┌─ Input data
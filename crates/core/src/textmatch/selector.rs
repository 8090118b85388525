//! Best-candidate selection over a catalog snapshot.

use serde::{Deserialize, Serialize};

use crate::catalog::CatalogEntry;

use super::normalize::normalize;
use super::similarity::{ScoreBreakdown, SimilarityEnsemble};

/// A catalog entry together with the score that made it win.
#[derive(Debug, Clone, PartialEq, Serialize, Deserialize)]
pub struct ScoredEntry {
    pub entry: CatalogEntry,
    pub score: ScoreBreakdown,
}

/// Pick the entry whose combined label best matches `query`.
///
/// Entries whose combined label normalizes to nothing are skipped. Only a
/// strictly greater blended score replaces the current best, so the first
/// of several equal maxima wins. Returns `None` when no entry was eligible.
pub fn select_best<'a, I>(ensemble: &SimilarityEnsemble, query: &str, entries: I) -> Option<ScoredEntry>
where
    I: IntoIterator<Item = &'a CatalogEntry>,
{
    let query = normalize(query);
    let mut best: Option<ScoredEntry> = None;

    for entry in entries {
        let label = normalize(&entry.combined_label());
        if label.is_empty() {
            continue;
        }

        let score = ensemble.score_normalized(&query, &label);
        let better = match &best {
            Some(current) => score.blended > current.score.blended,
            None => true,
        };

        if better {
            best = Some(ScoredEntry {
                entry: entry.clone(),
                score,
            });
        }
    }

    best
}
└─
For this listing, copy out every line that includes the word "whose".

▸ **Result**
/// Pick the entry whose combined label best matches `query`.
/// Entries whose combined label normalizes to nothing are skipped. Only a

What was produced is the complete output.